Understanding regional inequalities is likely to be key to understanding the UK’s overall macroeconomic performance. Our project for Rebuilding Macroeconomics looks at local educational progression, a critical part of local economic development as well as wider levels well-being and social cohesion. We look in detail at the educational progression of a recent cohort of young people within a small, but density populated, geographic area in the south coast of England, specifically the Portsmouth conurbation.

This narrow focus allows us to identify the key features of an area that has recently been classified as being ‘left behind’ (the city of Portsmouth and its neighbour Gosport are in the top quintile of Davenport and Zaranko’s ‘left behind’ index) and provide guidance for local policy and future wider investigation. The area, which has also been dubbed ‘The Northern city on the South Coast’ due to its deindustrialization connected to the shrinkage of the Royal Navy, includes the Portsmouth unitary authority and the local authority districts of Havant, Gosport and Fareham.

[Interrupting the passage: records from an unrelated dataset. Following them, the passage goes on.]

use std::fmt;
use std::str::FromStr;

use thiserror::Error;

use crate::types::SecRequirement;

/// Wildcard accepted in either half of a capability.
pub const WILDCARD: &str = "*";

/// A named grant of the form `"<Resource>.<Action>"`, e.g. `Books.Read`.
///
/// Either half may be `*`. Matching is ASCII case-insensitive so that
/// `books.read` and `Books.Read` name the same grant.
#[derive(Debug, Clone, PartialEq, Eq, Hash)]
pub struct Capability {
    resource: String,
    action: String,
}

#[derive(Debug, Error, PartialEq, Eq)]
pub enum CapabilityParseError {
    #[error("capability '{0}' must have the form '<resource>.<action>'")]
    MissingSeparator(String),

    #[error("capability '{0}' has an empty resource or action")]
    EmptyPart(String),

    #[error("capability '{value}' contains invalid character '{ch}'")]
    InvalidChar { value: String, ch: char },
}

impl Capability {
    #[must_use]
    pub fn new(resource: impl Into<String>, action: impl Into<String>) -> Self {
        Self {
            resource: resource.into(),
            action: action.into(),
        }
    }

    /// `*.*`, granting everything.
    #[must_use]
    pub fn all() -> Self {
        Self::new(WILDCARD, WILDCARD)
    }

    #[must_use]
    pub fn resource(&self) -> &str {
        &self.resource
    }

    #[must_use]
    pub fn action(&self) -> &str {
        &self.action
    }

    /// Whether this grant satisfies `requirement`.
    #[must_use]
    pub fn grants(&self, requirement: &SecRequirement) -> bool {
        part_matches(&self.resource, &requirement.resource)
            && part_matches(&self.action, &requirement.action)
    }
}

fn part_matches(granted: &str, required: &str) -> bool {
    granted == WILDCARD || granted.eq_ignore_ascii_case(required)
}

fn valid_char(c: char) -> bool {
    c.is_ascii_alphanumeric() || matches!(c, '_' | '-' | '*')
}

impl FromStr for Capability {
    type Err = CapabilityParseError;

    fn from_str(s: &str) -> Result<Self, Self::Err> {
        let s = s.trim();
        let (resource, action) = s
            .rsplit_once('.')
            .ok_or_else(|| CapabilityParseError::MissingSeparator(s.to_owned()))?;

        if resource.is_empty() || action.is_empty() {
            return Err(CapabilityParseError::EmptyPart(s.to_owned()));
        }

        if let Some(ch) = resource
            .chars()
            .chain(action.chars())
            .find(|c| !valid_char(*c) && *c != '.')
        {
            return Err(CapabilityParseError::InvalidChar {
                value: s.to_owned(),
                ch,
            });
        }

        Ok(Self::new(resource, action))
    }
}

impl fmt::Display for Capability {
    fn fmt(&self, f: &mut fmt::Formatter<'_>) -> fmt::Result {
        write!(f, "{}.{}", self.resource, self.action)
    }
}

impl serde::Serialize for Capability {
    fn serialize<S>(&self, serializer: S) -> Result<S::Ok, S::Error>
    where
        S: serde::Serializer,
    {
        serializer.collect_str(self)
    }
}

impl<'de> serde::Deserialize<'de> for Capability {
    fn deserialize<D>(deserializer: D) -> Result<Self, D::Error>
    where
        D: serde::Deserializer<'de>,
    {
        let s = String::deserialize(deserializer)?;
        s.parse().map_err(serde::de::Error::custom)
    }
}
use service_registry_sdk::ServiceRegistryError;
use thiserror::Error;

#[derive(Error, Debug, Clone, PartialEq, Eq)]
pub enum DomainError {
    #[error("Instance not found: {instance_id}")]
    InstanceNotFound { instance_id: String },

    #[error("Validation failed: {message}")]
    Validation { message: String },
}

impl DomainError {
    #[must_use]
    pub fn instance_not_found(instance_id: impl Into<String>) -> Self {
        Self::InstanceNotFound {
            instance_id: instance_id.into(),
        }
    }

    #[must_use]
    pub fn validation(message: impl Into<String>) -> Self {
        Self::Validation {
            message: message.into(),
        }
    }
}

impl From<DomainError> for ServiceRegistryError {
    fn from(e: DomainError) -> Self {
        match e {
            DomainError::InstanceNotFound { instance_id } => Self::not_found(instance_id),
            DomainError::Validation { message } => Self::validation(message),
        }
    }
}
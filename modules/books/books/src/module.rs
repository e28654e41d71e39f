use std::sync::Arc;

use axum::{Router, middleware::from_fn_with_state, routing::get};
use bookshelf_bootstrap::health;
use bookshelf_security::axum_ext::AuthState;
use tracing::info;

use crate::api::rest::routes::{self, OPENAPI_PATH};
use crate::config::{BooksConfig, StorageKind};
use crate::domain::{
    repo::BooksRepository,
    service::{Service, ServiceConfig},
};
use crate::infra::storage::{InMemoryBooksRepository, SeaOrmBooksRepository};

pub const HEALTH_PATH: &str = "/health";

/// Wires the store, the domain service and the authenticated router.
pub struct BooksModule {
    service: Arc<Service>,
    auth: AuthState,
}

impl BooksModule {
    /// Build the module from configuration, opening the configured store.
    ///
    /// # Errors
    /// Fails if the auth settings lack key material or the store cannot be opened.
    pub async fn init(cfg: &BooksConfig) -> anyhow::Result<Self> {
        info!(storage = ?cfg.storage.kind, "Initializing books module");

        let repo: Arc<dyn BooksRepository> = match cfg.storage.kind {
            StorageKind::Memory => Arc::new(InMemoryBooksRepository::new()),
            StorageKind::Sqlite => Arc::new(SeaOrmBooksRepository::connect(&cfg.storage.dsn).await?),
        };

        let module = Self::from_parts(repo, cfg)?;
        info!("Books module initialized");
        Ok(module)
    }

    /// Build the module around an existing store.
    ///
    /// # Errors
    /// Fails if the auth settings lack key material.
    pub fn from_parts(repo: Arc<dyn BooksRepository>, cfg: &BooksConfig) -> anyhow::Result<Self> {
        let service = Service::new(
            repo,
            ServiceConfig {
                max_field_len: cfg.max_field_len,
            },
        );

        let mut auth_cfg = cfg.auth.clone();
        for path in [HEALTH_PATH, OPENAPI_PATH] {
            if !auth_cfg.public_paths.iter().any(|p| p == path) {
                auth_cfg.public_paths.push(path.to_owned());
            }
        }

        Ok(Self {
            service: Arc::new(service),
            auth: AuthState::from_config(&auth_cfg)?,
        })
    }

    #[must_use]
    pub fn service(&self) -> Arc<Service> {
        Arc::clone(&self.service)
    }

    /// Book routes, `/openapi.json` and `/health` behind the auth middleware.
    #[must_use]
    pub fn router(&self) -> Router {
        routes::router(self.service())
            .route(OPENAPI_PATH, get(routes::openapi_json))
            .route(HEALTH_PATH, get(health))
            .layer(from_fn_with_state(
                self.auth.clone(),
                bookshelf_security::axum_ext::auth_middleware,
            ))
    }
}
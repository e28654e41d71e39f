use crate::{context::SecurityContext, errors::AuthError, types::SecRequirement};

/// Check that `ctx` holds a capability satisfying `requirement`.
///
/// Call this first in every gated operation, before any storage access.
///
/// # Errors
/// Returns [`AuthError::Forbidden`] when no granted capability matches.
pub fn authorize(ctx: &SecurityContext, requirement: &SecRequirement) -> Result<(), AuthError> {
    if ctx
        .capabilities()
        .iter()
        .any(|cap| cap.grants(requirement))
    {
        Ok(())
    } else {
        tracing::debug!(
            subject = ctx.subject(),
            required = %requirement,
            "capability check failed"
        );
        Err(AuthError::Forbidden)
    }
}
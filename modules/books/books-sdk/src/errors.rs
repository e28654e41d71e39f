//! Errors returned by [`crate::BooksHttpClient`].

use thiserror::Error;

#[derive(Error, Debug, Clone, PartialEq, Eq)]
pub enum BooksError {
    /// No or invalid credentials (401).
    #[error("Unauthorized: {message}")]
    Unauthorized { message: String },

    /// The caller lacks the required capability (403).
    #[error("Forbidden: {message}")]
    Forbidden { message: String },

    /// The request was rejected as malformed or invalid (400, 422).
    #[error("Validation error: {message}")]
    Validation { message: String },

    /// The gateway could not reach a live instance (502, 503, 504).
    #[error("Service unavailable: {message}")]
    Unavailable { message: String },

    /// Any other non-success answer.
    #[error("Server error {status}: {message}")]
    Server { status: u16, message: String },

    /// The request never produced an HTTP answer, or the answer was unreadable.
    #[error("Transport error: {message}")]
    Transport { message: String },
}

impl BooksError {
    /// Classify a non-success status with the problem detail (if any).
    #[must_use]
    pub fn from_status(status: u16, message: String) -> Self {
        match status {
            401 => Self::Unauthorized { message },
            403 => Self::Forbidden { message },
            400 | 422 => Self::Validation { message },
            502..=504 => Self::Unavailable { message },
            _ => Self::Server { status, message },
        }
    }

    #[must_use]
    pub fn transport(message: impl Into<String>) -> Self {
        Self::Transport {
            message: message.into(),
        }
    }
}
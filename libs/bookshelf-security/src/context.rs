use crate::capability::Capability;

/// Subject used when no identity was presented.
pub const ANONYMOUS_SUBJECT: &str = "anonymous";

/// Subject used when authentication is disabled.
pub const ROOT_SUBJECT: &str = "root";

/// `SecurityContext` carries the caller's identity and granted capabilities for one request.
#[derive(Debug, Clone, PartialEq, Eq, serde::Serialize, serde::Deserialize)]
pub struct SecurityContext {
    subject: String,
    capabilities: Vec<Capability>,
}

impl SecurityContext {
    #[must_use]
    pub fn builder() -> SecurityContextBuilder {
        SecurityContextBuilder::default()
    }

    /// No subject, no capabilities. Every gated operation rejects it.
    #[must_use]
    pub fn anonymous() -> Self {
        SecurityContextBuilder::default().build()
    }

    /// Holds `*.*`. Used only when authentication is switched off.
    #[must_use]
    pub fn root() -> Self {
        Self::builder()
            .subject(ROOT_SUBJECT)
            .capability(Capability::all())
            .build()
    }

    #[must_use]
    pub fn subject(&self) -> &str {
        &self.subject
    }

    #[must_use]
    pub fn capabilities(&self) -> &[Capability] {
        &self.capabilities
    }
}

#[derive(Default)]
pub struct SecurityContextBuilder {
    subject: Option<String>,
    capabilities: Vec<Capability>,
}

impl SecurityContextBuilder {
    #[must_use]
    pub fn subject(mut self, subject: impl Into<String>) -> Self {
        self.subject = Some(subject.into());
        self
    }

    #[must_use]
    pub fn capability(mut self, capability: Capability) -> Self {
        self.capabilities.push(capability);
        self
    }

    #[must_use]
    pub fn capabilities(mut self, capabilities: impl IntoIterator<Item = Capability>) -> Self {
        self.capabilities.extend(capabilities);
        self
    }

    #[must_use]
    pub fn build(self) -> SecurityContext {
        SecurityContext {
            subject: self
                .subject
                .unwrap_or_else(|| ANONYMOUS_SUBJECT.to_owned()),
            capabilities: self.capabilities,
        }
    }
}

#[cfg(test)]
mod tests {
    use super::*;

    #[test]
    fn anonymous_has_nothing() {
        let ctx = SecurityContext::anonymous();
        assert_eq!(ctx.subject(), ANONYMOUS_SUBJECT);
        assert!(ctx.capabilities().is_empty());
    }

    #[test]
    fn builder_collects_capabilities() {
        let ctx = SecurityContext::builder()
            .subject("app-1")
            .capability(Capability::new("Books", "Read"))
            .capabilities([Capability::new("Books", "Write")])
            .build();
        assert_eq!(ctx.subject(), "app-1");
        assert_eq!(ctx.capabilities().len(), 2);
    }
}
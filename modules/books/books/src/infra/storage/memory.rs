use std::collections::BTreeMap;

use async_trait::async_trait;
use books_sdk::{Book, NewBook};
use parking_lot::RwLock;

use crate::domain::{error::DomainError, repo::BooksRepository};

struct Inner {
    books: BTreeMap<i64, Book>,
    next_id: i64,
}

/// Map-backed store. Ids start at 1 and are never reused.
pub struct InMemoryBooksRepository {
    inner: RwLock<Inner>,
}

impl InMemoryBooksRepository {
    #[must_use]
    pub fn new() -> Self {
        Self {
            inner: RwLock::new(Inner {
                books: BTreeMap::new(),
                next_id: 1,
            }),
        }
    }

    #[must_use]
    pub fn len(&self) -> usize {
        self.inner.read().books.len()
    }

    #[must_use]
    pub fn is_empty(&self) -> bool {
        self.len() == 0
    }
}

impl Default for InMemoryBooksRepository {
    fn default() -> Self {
        Self::new()
    }
}

#[async_trait]
impl BooksRepository for InMemoryBooksRepository {
    async fn save(&self, book: NewBook) -> Result<Book, DomainError> {
        let mut inner = self.inner.write();

        if let Some(existing) = book.id.and_then(|id| inner.books.get_mut(&id)) {
            existing.title = book.title;
            existing.author = book.author;
            return Ok(existing.clone());
        }

        let id = inner.next_id;
        inner.next_id += 1;
        let stored = Book {
            id,
            title: book.title,
            author: book.author,
        };
        inner.books.insert(id, stored.clone());
        Ok(stored)
    }

    async fn find_by_id(&self, id: i64) -> Result<Option<Book>, DomainError> {
        Ok(self.inner.read().books.get(&id).cloned())
    }
}
use axum::extract::rejection::{JsonRejection, PathRejection};
use bookshelf_errors::{ErrDef, Problem, ValidationViolation, current_trace_id};

use crate::domain::error::DomainError;

pub const FORBIDDEN: ErrDef = ErrDef {
    status: 403,
    title: "Forbidden",
    code: "BOOKS_FORBIDDEN",
    type_url: "https://errors.bookshelf.dev/books/forbidden",
};

pub const NOT_FOUND: ErrDef = ErrDef {
    status: 404,
    title: "Not Found",
    code: "BOOKS_NOT_FOUND",
    type_url: "https://errors.bookshelf.dev/books/not-found",
};

pub const BAD_REQUEST: ErrDef = ErrDef {
    status: 400,
    title: "Bad Request",
    code: "BOOKS_BAD_REQUEST",
    type_url: "https://errors.bookshelf.dev/books/bad-request",
};

pub const VALIDATION: ErrDef = ErrDef {
    status: 422,
    title: "Validation Failed",
    code: "BOOKS_VALIDATION",
    type_url: "https://errors.bookshelf.dev/books/validation",
};

pub const DATABASE: ErrDef = ErrDef {
    status: 500,
    title: "Internal Server Error",
    code: "BOOKS_DATABASE",
    type_url: "https://errors.bookshelf.dev/books/database",
};

/// Map a domain error to an RFC 9457 problem.
pub fn domain_error_to_problem(e: &DomainError, instance: &str) -> Problem {
    let trace_id = current_trace_id();

    match e {
        DomainError::Forbidden { .. } => FORBIDDEN.with_context(e.to_string(), instance, trace_id),
        DomainError::Validation { violations } => VALIDATION
            .with_context(e.to_string(), instance, trace_id)
            .with_errors(
                violations
                    .iter()
                    .map(|v| ValidationViolation::new(v.field, v.message.clone()))
                    .collect(),
            ),
        DomainError::Database { .. } => {
            // Log the internal error details but don't expose them to the client
            tracing::error!(error = ?e, "Database error occurred");
            DATABASE.with_context("An internal database error occurred", instance, trace_id)
        }
    }
}

pub fn book_not_found(id: i64, instance: &str) -> Problem {
    NOT_FOUND.with_context(
        format!("Book with id {id} was not found"),
        instance,
        current_trace_id(),
    )
}

pub fn path_rejection(rejection: &PathRejection, instance: &str) -> Problem {
    BAD_REQUEST.with_context(rejection.body_text(), instance, current_trace_id())
}

pub fn json_rejection(rejection: &JsonRejection, instance: &str) -> Problem {
    BAD_REQUEST.with_context(rejection.body_text(), instance, current_trace_id())
}
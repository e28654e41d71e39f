use std::time::Duration;

use serde::{Deserialize, Serialize};

#[derive(Debug, Clone, Serialize, Deserialize)]
#[serde(default, deny_unknown_fields)]
pub struct RegistryConfig {
    /// An instance without a heartbeat for this long is no longer live.
    pub heartbeat_ttl_ms: u64,
    /// How often expired instances are removed.
    pub sweep_interval_ms: u64,
}

impl Default for RegistryConfig {
    fn default() -> Self {
        Self {
            heartbeat_ttl_ms: 30_000,
            sweep_interval_ms: 10_000,
        }
    }
}

impl RegistryConfig {
    #[must_use]
    pub fn heartbeat_ttl(&self) -> Duration {
        Duration::from_millis(self.heartbeat_ttl_ms)
    }

    #[must_use]
    pub fn sweep_interval(&self) -> Duration {
        Duration::from_millis(self.sweep_interval_ms)
    }
}
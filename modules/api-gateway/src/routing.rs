use crate::config::RouteConfig;

/// Ordered prefix routes.
#[derive(Debug, Clone, Default)]
pub struct RouteTable {
    routes: Vec<RouteConfig>,
}

impl RouteTable {
    #[must_use]
    pub fn new(routes: Vec<RouteConfig>) -> Self {
        Self { routes }
    }

    /// First route whose prefix covers `path` on a segment boundary:
    /// `/books` matches `/books` and `/books/1`, not `/bookstore`.
    #[must_use]
    pub fn match_path(&self, path: &str) -> Option<&RouteConfig> {
        self.routes
            .iter()
            .find(|r| prefix_matches(&r.path_prefix, path))
    }

    #[must_use]
    pub fn len(&self) -> usize {
        self.routes.len()
    }

    #[must_use]
    pub fn is_empty(&self) -> bool {
        self.routes.is_empty()
    }
}

fn prefix_matches(prefix: &str, path: &str) -> bool {
    let prefix = prefix.trim_end_matches('/');
    if prefix.is_empty() {
        return true;
    }
    path.strip_prefix(prefix)
        .is_some_and(|rest| rest.is_empty() || rest.starts_with('/'))
}
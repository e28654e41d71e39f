//! Edge gateway.
//!
//! Every request runs through a [`filters::SecurityFilterChain`], is matched
//! against the route table, resolved to a live instance through a
//! [`service_registry_sdk::ServiceResolver`] and forwarded with its method,
//! path and query unchanged.

pub mod balancer;
pub mod config;
pub mod error;
pub mod filters;
pub mod module;
pub mod proxy;
pub mod routing;

pub use config::{DiscoveryConfig, DiscoveryMode, GatewayConfig, RouteConfig, SecurityConfig};
pub use error::GatewayError;
pub use filters::{FilterRejection, SecurityFilter, SecurityFilterChain};
pub use module::GatewayModule;
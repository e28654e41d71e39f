use std::sync::atomic::{AtomicUsize, Ordering};

use dashmap::DashMap;
use service_registry_sdk::ServiceInstance;

/// Per-service round-robin cursor.
#[derive(Debug, Default)]
pub struct RoundRobin {
    counters: DashMap<String, AtomicUsize>,
}

impl RoundRobin {
    #[must_use]
    pub fn new() -> Self {
        Self::default()
    }

    /// Next instance for `service`, or `None` if `instances` is empty.
    #[must_use]
    pub fn pick<'a>(&self, service: &str, instances: &'a [ServiceInstance]) -> Option<&'a ServiceInstance> {
        if instances.is_empty() {
            return None;
        }
        let n = match self.counters.get(service) {
            Some(counter) => counter.fetch_add(1, Ordering::Relaxed),
            None => self
                .counters
                .entry(service.to_owned())
                .or_default()
                .fetch_add(1, Ordering::Relaxed),
        };
        instances.get(n % instances.len())
    }
}
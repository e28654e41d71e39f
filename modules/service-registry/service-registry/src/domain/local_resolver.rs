use std::sync::Arc;

use async_trait::async_trait;
use service_registry_sdk::{ServiceInstance, ServiceRegistryError, ServiceResolver};

use crate::domain::service::Service;

/// In-process resolver over the registry service.
#[derive(Clone)]
pub struct LocalResolver {
    service: Arc<Service>,
}

impl LocalResolver {
    #[must_use]
    pub fn new(service: Arc<Service>) -> Self {
        Self { service }
    }
}

#[async_trait]
impl ServiceResolver for LocalResolver {
    async fn resolve(&self, service_name: &str) -> Result<Vec<ServiceInstance>, ServiceRegistryError> {
        Ok(self.service.live_instances(service_name))
    }
}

Our focus on education and skills is in line with many recent analyses on how to improve productivity in Britain (e.g. LSE Growth Commission, 2017). Gibbons, Pelkonen and Overman (2013) find that 90% of the differences in area-level wages can be explained by differences in the dispersion of high skilled workers. Any mission to truly ‘level up’ requires a focus on improving skills, and indeed this is at least as important as investment in infrastructure and R&D.


We make use of administrative data to track students throughout their school education and as they progress through further and higher education. Our aim is to extend the data and methods used here to develop useful tools of analysis for local areas, giving context for efforts to improve local opportunities. Our analysis shows that educational inequalities within the Portsmouth conurbation are often at least as striking than the inequalities between the conurbation and the rest of England: Fareham, for example, does much better than the other areas in terms of GCSE performance.


Taken together, the conurbation does relatively poorly at sending students to tertiary education. This is despite the fact that the conurbation does about the same as the rest of England in enabling students to achieve a good upper secondary education (i.e. A level or equivalent qualifications) after taking account of their performance up to age 16 and demographics. To some extent, there may be scope to facilitate more university participation by students in these areas. However, on its own, this is unlikely to be a sufficient response.


The conurbation seems to suffer from the absence of a well-developed national infrastructure for post-18 education outside of university degrees. As explained in the Augar Review (2019), the next step after Level 3 (i.e. a good upper secondary qualification), is effectively a Level 6 (full degree), or nothing; ‘there is a near-total barrier to progress for people who have achieved a basic level of education at age 18, but who do not progress to university or an apprenticeship’. Although steps are being taken to try to remove the gap in the educational market (for example through the ‘lifetime skills guarantee’), there is a long road ahead to build a more broadly-based tertiary system – and it will require considerable and sustained investment.




References

Agrawal, S., and D. Phillips. (2020). Catching up or falling behind? Geographical inequalities in the UK and how they have changed in recent years. The Institute for Fiscal Studies. London.

Augar Review (2019). Independent panel report to the Review of Post-18 Education and Funding. HMSO.

Davenport, A., and B. Zarenko. (2020). Levelling Up: Where and How? Chapter 7. IFS Green Budget 2020. Institute for Fiscal Studies. London.

Gibbons, S., H. Overman and P. Pelkonen. (2013). Area Disparities in Britain: Understanding the Contribution of People vs. Place Through Variance Decompositions, Oxford Bulletin of Economics and Statistics 76(5): 1-19.